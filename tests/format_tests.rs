use timestamper::core::lens_info::{decode_lens_info, encode_lens_info};
use timestamper::core::shutter::{format_shutter_speed, format_shutter_speed_with_unit};

#[test]
fn shutter_speeds_below_a_second_are_fractions() {
    assert_eq!(format_shutter_speed(0.5), "1/2");
    assert_eq!(format_shutter_speed(1.0 / 60.0), "1/60");
    assert_eq!(format_shutter_speed(0.004), "1/250");
    assert_eq!(format_shutter_speed(0.001), "1/1000");
    assert_eq!(format_shutter_speed(0.3), "1/3.33333");
}

#[test]
fn long_exposures_are_plain_seconds() {
    assert_eq!(format_shutter_speed(1.0), "1");
    assert_eq!(format_shutter_speed(2.0), "2");
    assert_eq!(format_shutter_speed(2.5), "2.5");
    assert_eq!(format_shutter_speed(30.0), "30");
}

#[test]
fn tag_view_variant_appends_seconds() {
    assert_eq!(format_shutter_speed_with_unit(0.5), "1/2s");
    assert_eq!(format_shutter_speed_with_unit(1.0 / 60.0), "1/60s");
    assert_eq!(format_shutter_speed_with_unit(1.0), "1s");
    assert_eq!(format_shutter_speed_with_unit(2.0), "2s");
    assert_eq!(format_shutter_speed_with_unit(0.001), "1/1000s");
}

#[test]
fn lens_info_decodes_four_numbers() {
    assert_eq!(
        decode_lens_info("18 55 3.5 5.6"),
        Some([
            String::from("18"),
            String::from("55"),
            String::from("3.5"),
            String::from("5.6"),
        ])
    );
}

#[test]
fn lens_info_rejects_the_whole_value() {
    assert_eq!(decode_lens_info("not enough fields"), None);
    assert_eq!(decode_lens_info("18 55 3.5 notanumber"), None);
    assert_eq!(decode_lens_info("18 55 3.5"), None);
    assert_eq!(decode_lens_info(""), None);
}

#[test]
fn lens_info_long_values_default_to_wide() {
    assert_eq!(encode_lens_info("50", "", "1.8", ""), "50 50 1.8 1.8");
    assert_eq!(encode_lens_info("24", "70", "2.8", "4.0"), "24 70 2.8 4.0");
}

#[test]
fn encoded_lens_info_decodes_again() {
    let encoded = encode_lens_info("35", "", "1.4", "");
    let decoded = decode_lens_info(&encoded).expect("encoded value should decode");
    assert_eq!(decoded, ["35", "35", "1.4", "1.4"].map(String::from));
}
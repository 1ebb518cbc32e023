use std::ffi::OsString;
use std::path::{Path, PathBuf};
use std::process::{Command, Output};

use serde_json::Value;
use thiserror::Error;
use tracing::{debug, error, info};

use crate::models::{MetadataRecord, Tags};

pub const DEFAULT_EXECUTABLE: &str = "exiftool";

/// Arguments shared by reads and writes: group-qualified keys, numeric values.
pub const COMMON_ARGS: [&str; 2] = ["-G", "-n"];

#[derive(Debug, Error)]
pub enum MetadataError {
    #[error("file not found: {}", .0.display())]
    FileNotFound(PathBuf),

    #[error("failed to run {}: {source}", .executable.display())]
    Spawn {
        executable: PathBuf,
        #[source]
        source: std::io::Error,
    },

    #[error("exiftool exited with {status}: {stderr}")]
    Failed { status: String, stderr: String },

    #[error("failed to parse exiftool output: {0}")]
    Parse(#[from] serde_json::Error),

    #[error("exiftool returned no metadata for {}", .0.display())]
    EmptyOutput(PathBuf),
}

pub type Result<T> = std::result::Result<T, MetadataError>;

/// Reads and writes tags by running the external `exiftool` program.
#[derive(Clone, Debug, PartialEq, Eq)]
pub struct MetadataEngine {
    executable: PathBuf,
}

impl Default for MetadataEngine {
    fn default() -> Self {
        Self::new(DEFAULT_EXECUTABLE)
    }
}

impl MetadataEngine {
    pub fn new(executable: impl Into<PathBuf>) -> Self {
        Self {
            executable: executable.into(),
        }
    }

    /// Uses the configured executable when it points at a file, otherwise
    /// whatever `exiftool` resolves to on `PATH`.
    pub fn locate(configured: Option<&Path>) -> Self {
        match configured {
            Some(path) if path.is_file() => Self::new(path),
            Some(path) => {
                debug!(path = %path.display(), "configured exiftool is not a file, using PATH");
                Self::default()
            }
            None => Self::default(),
        }
    }

    pub fn executable(&self) -> &Path {
        &self.executable
    }

    pub fn read(&self, path: &Path) -> Result<MetadataRecord> {
        if !path.exists() {
            return Err(MetadataError::FileNotFound(path.to_path_buf()));
        }

        let output = self.run(Self::read_args(path)).inspect_err(|err| {
            error!("Error loading EXIF for \"{}\": {err}", path.display());
        })?;

        let record = parse_json_output(&output.stdout, path)?;
        info!("Loaded EXIF for \"{}\"", path.display());
        Ok(record)
    }

    pub fn write(&self, path: &Path, tags: &Tags) -> Result<()> {
        if !path.exists() {
            return Err(MetadataError::FileNotFound(path.to_path_buf()));
        }

        self.run(Self::write_args(path, tags)).inspect_err(|err| {
            error!("Error saving EXIF to \"{}\": {err}", path.display());
        })?;

        info!("Saved EXIF to \"{}\": {tags:?}", path.display());
        Ok(())
    }

    pub fn read_args(path: &Path) -> Vec<OsString> {
        let mut args: Vec<OsString> = vec![OsString::from("-j")];
        args.extend(COMMON_ARGS.iter().map(OsString::from));
        args.push(path.as_os_str().to_owned());
        args
    }

    /// `-G -n -overwrite_original -Tag=Value ... <path>`.
    pub fn write_args(path: &Path, tags: &Tags) -> Vec<OsString> {
        let mut args: Vec<OsString> = COMMON_ARGS.iter().map(OsString::from).collect();
        args.push(OsString::from("-overwrite_original"));
        args.extend(
            tags.iter()
                .map(|(tag, value)| OsString::from(format!("-{tag}={value}"))),
        );
        args.push(path.as_os_str().to_owned());
        args
    }

    fn run(&self, args: Vec<OsString>) -> Result<Output> {
        debug!(executable = %self.executable.display(), ?args, "running exiftool");

        let output = Command::new(&self.executable)
            .args(&args)
            .output()
            .map_err(|source| MetadataError::Spawn {
                executable: self.executable.clone(),
                source,
            })?;

        if !output.status.success() {
            return Err(MetadataError::Failed {
                status: output.status.to_string(),
                stderr: String::from_utf8_lossy(&output.stderr).trim().to_string(),
            });
        }

        Ok(output)
    }
}

/// exiftool's `-j` output is an array with one object per file.
pub fn parse_json_output(stdout: &[u8], path: &Path) -> Result<MetadataRecord> {
    let value: Value = serde_json::from_slice(stdout)?;
    let first = match value {
        Value::Array(items) => items.into_iter().next(),
        object @ Value::Object(_) => Some(object),
        _ => None,
    };

    match first {
        Some(object @ Value::Object(_)) => Ok(serde_json::from_value(object)?),
        _ => Err(MetadataError::EmptyOutput(path.to_path_buf())),
    }
}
-- -- --
# DIRECTIONS FOR THIS TASK
Reproduce the listing above character for character.

# RESPONSE TO THE TASK
filename tests/format_tests.rs
use timestamper::core::lens_info::{decode_lens_info, encode_lens_info};
use timestamper::core::shutter::{format_shutter_speed, format_shutter_speed_with_unit};

#[test]
fn shutter_speeds_below_a_second_are_fractions() {
    assert_eq!(format_shutter_speed(0.5), "1/2");
    assert_eq!(format_shutter_speed(1.0 / 60.0), "1/60");
    assert_eq!(format_shutter_speed(0.004), "1/250");
    assert_eq!(format_shutter_speed(0.001), "1/1000");
    assert_eq!(format_shutter_speed(0.3), "1/3.33333");
}

#[test]
fn long_exposures_are_plain_seconds() {
    assert_eq!(format_shutter_speed(1.0), "1");
    assert_eq!(format_shutter_speed(2.0), "2");
    assert_eq!(format_shutter_speed(2.5), "2.5");
    assert_eq!(format_shutter_speed(30.0), "30");
}

#[test]
fn tag_view_variant_appends_seconds() {
    assert_eq!(format_shutter_speed_with_unit(0.5), "1/2s");
    assert_eq!(format_shutter_speed_with_unit(1.0 / 60.0), "1/60s");
    assert_eq!(format_shutter_speed_with_unit(1.0), "1s");
    assert_eq!(format_shutter_speed_with_unit(2.0), "2s");
    assert_eq!(format_shutter_speed_with_unit(0.001), "1/1000s");
}

#[test]
fn lens_info_decodes_four_numbers() {
    assert_eq!(
        decode_lens_info("18 55 3.5 5.6"),
        Some([
            String::from("18"),
            String::from("55"),
            String::from("3.5"),
            String::from("5.6"),
        ])
    );
}

#[test]
fn lens_info_rejects_the_whole_value() {
    assert_eq!(decode_lens_info("not enough fields"), None);
    assert_eq!(decode_lens_info("18 55 3.5 notanumber"), None);
    assert_eq!(decode_lens_info("18 55 3.5"), None);
    assert_eq!(decode_lens_info(""), None);
}

#[test]
fn lens_info_long_values_default_to_wide() {
    assert_eq!(encode_lens_info("50", "", "1.8", ""), "50 50 1.8 1.8");
    assert_eq!(encode_lens_info("24", "70", "2.8", "4.0"), "24 70 2.8 4.0");
}

#[test]
fn encoded_lens_info_decodes_again() {
    let encoded = encode_lens_info("35", "", "1.4", "");
    let decoded = decode_lens_info(&encoded).expect("encoded value should decode");
    assert_eq!(decoded, ["35", "35", "1.4", "1.4"].map(String::from));
}
repository 1ebb518cbc32e023
use std::ffi::OsString;
use std::path::{Path, PathBuf};
use std::process::{Command, Output};

use serde_json::Value;
use thiserror::Error;
use tracing::{debug, error, info};

use crate::models::{MetadataRecord, Tags};

pub const DEFAULT_EXECUTABLE: &str = "exiftool";

/// Arguments shared by reads and writes: group-qualified keys, numeric values.
pub const COMMON_ARGS: [&str; 2] = ["-G", "-n"];

#[derive(Debug, Error)]
pub enum MetadataError {
    #[error("file not found: {}", .0.display())]
    FileNotFound(PathBuf),

    #[error("failed to run {}: {source}", .executable.display())]
    Spawn {
        executable: PathBuf,
        #[source]
        source: std::io::Error,
    },

    #[error("exiftool exited with {status}: {stderr}")]
    Failed { status: String, stderr: String },

    #[error("failed to parse exiftool output: {0}")]
    Parse(#[from] serde_json::Error),

    #[error("exiftool returned no metadata for {}", .0.display())]
    EmptyOutput(PathBuf),
}

pub type Result<T> = std::result::Result<T, MetadataError>;

/// Reads and writes tags by running the external `exiftool` program.
#[derive(Clone, Debug, PartialEq, Eq)]
pub struct MetadataEngine {
    executable: PathBuf,
}

impl Default for MetadataEngine {
    fn default() -> Self {
        Self::new(DEFAULT_EXECUTABLE)
    }
}

impl MetadataEngine {
    pub fn new(executable: impl Into<PathBuf>) -> Self {
        Self {
            executable: executable.into(),
        }
    }

    /// Uses the configured executable when it points at a file, otherwise
    /// whatever `exiftool` resolves to on `PATH`.
    pub fn locate(configured: Option<&Path>) -> Self {
        match configured {
            Some(path) if path.is_file() => Self::new(path),
            Some(path) => {
                debug!(path = %path.display(), "configured exiftool is not a file, using PATH");
                Self::default()
            }
            None => Self::default(),
        }
    }

    pub fn executable(&self) -> &Path {
        &self.executable
    }

    pub fn read(&self, path: &Path) -> Result<MetadataRecord> {
        if !path.exists() {
            return Err(MetadataError::FileNotFound(path.to_path_buf()));
        }

        let output = self.run(Self::read_args(path)).inspect_err(|err| {
            error!("Error loading EXIF for \"{}\": {err}", path.display());
        })?;

        let record = parse_json_output(&output.stdout, path)?;
        info!("Loaded EXIF for \"{}\"", path.display());
        Ok(record)
    }

    pub fn write(&self, path: &Path, tags: &Tags) -> Result<()> {
        if !path.exists() {
            return Err(MetadataError::FileNotFound(path.to_path_buf()));
        }

        self.run(Self::write_args(path, tags)).inspect_err(|err| {
            error!("Error saving EXIF to \"{}\": {err}", path.display());
        })?;

        info!("Saved EXIF to \"{}\": {tags:?}", path.display());
        Ok(())
    }

    pub fn read_args(path: &Path) -> Vec<OsString> {
        let mut args: Vec<OsString> = vec![OsString::from("-j")];
        args.extend(COMMON_ARGS.iter().map(OsString::from));
        args.push(path.as_os_str().to_owned());
        args
    }

    /// `-G -n -overwrite_original -Tag=Value ... <path>`.
    pub fn write_args(path: &Path, tags: &Tags) -> Vec<OsString> {
        let mut args: Vec<OsString> = COMMON_ARGS.iter().map(OsString::from).collect();
        args.push(OsString::from("-overwrite_original"));
        args.extend(
            tags.iter()
                .map(|(tag, value)| OsString::from(format!("-{tag}={value}"))),
        );
        args.push(path.as_os_str().to_owned());
        args
    }

    fn run(&self, args: Vec<OsString>) -> Result<Output> {
        debug!(executable = %self.executable.display(), ?args, "running exiftool");

        let output = Command::new(&self.executable)
            .args(&args)
            .output()
            .map_err(|source| MetadataError::Spawn {
                executable: self.executable.clone(),
                source,
            })?;

        if !output.status.success() {
            return Err(MetadataError::Failed {
                status: output.status.to_string(),
                stderr: String::from_utf8_lossy(&output.stderr).trim().to_string(),
            });
        }

        Ok(output)
    }
}

/// exiftool's `-j` output is an array with one object per file.
pub fn parse_json_output(stdout: &[u8], path: &Path) -> Result<MetadataRecord> {
    let value: Value = serde_json::from_slice(stdout)?;
    let first = match value {
        Value::Array(items) => items.into_iter().next(),
        object @ Value::Object(_) => Some(object),
        _ => None,
    };

    match first {
        Some(object @ Value::Object(_)) => Ok(serde_json::from_value(object)?),
        _ => Err(MetadataError::EmptyOutput(path.to_path_buf())),
    }
}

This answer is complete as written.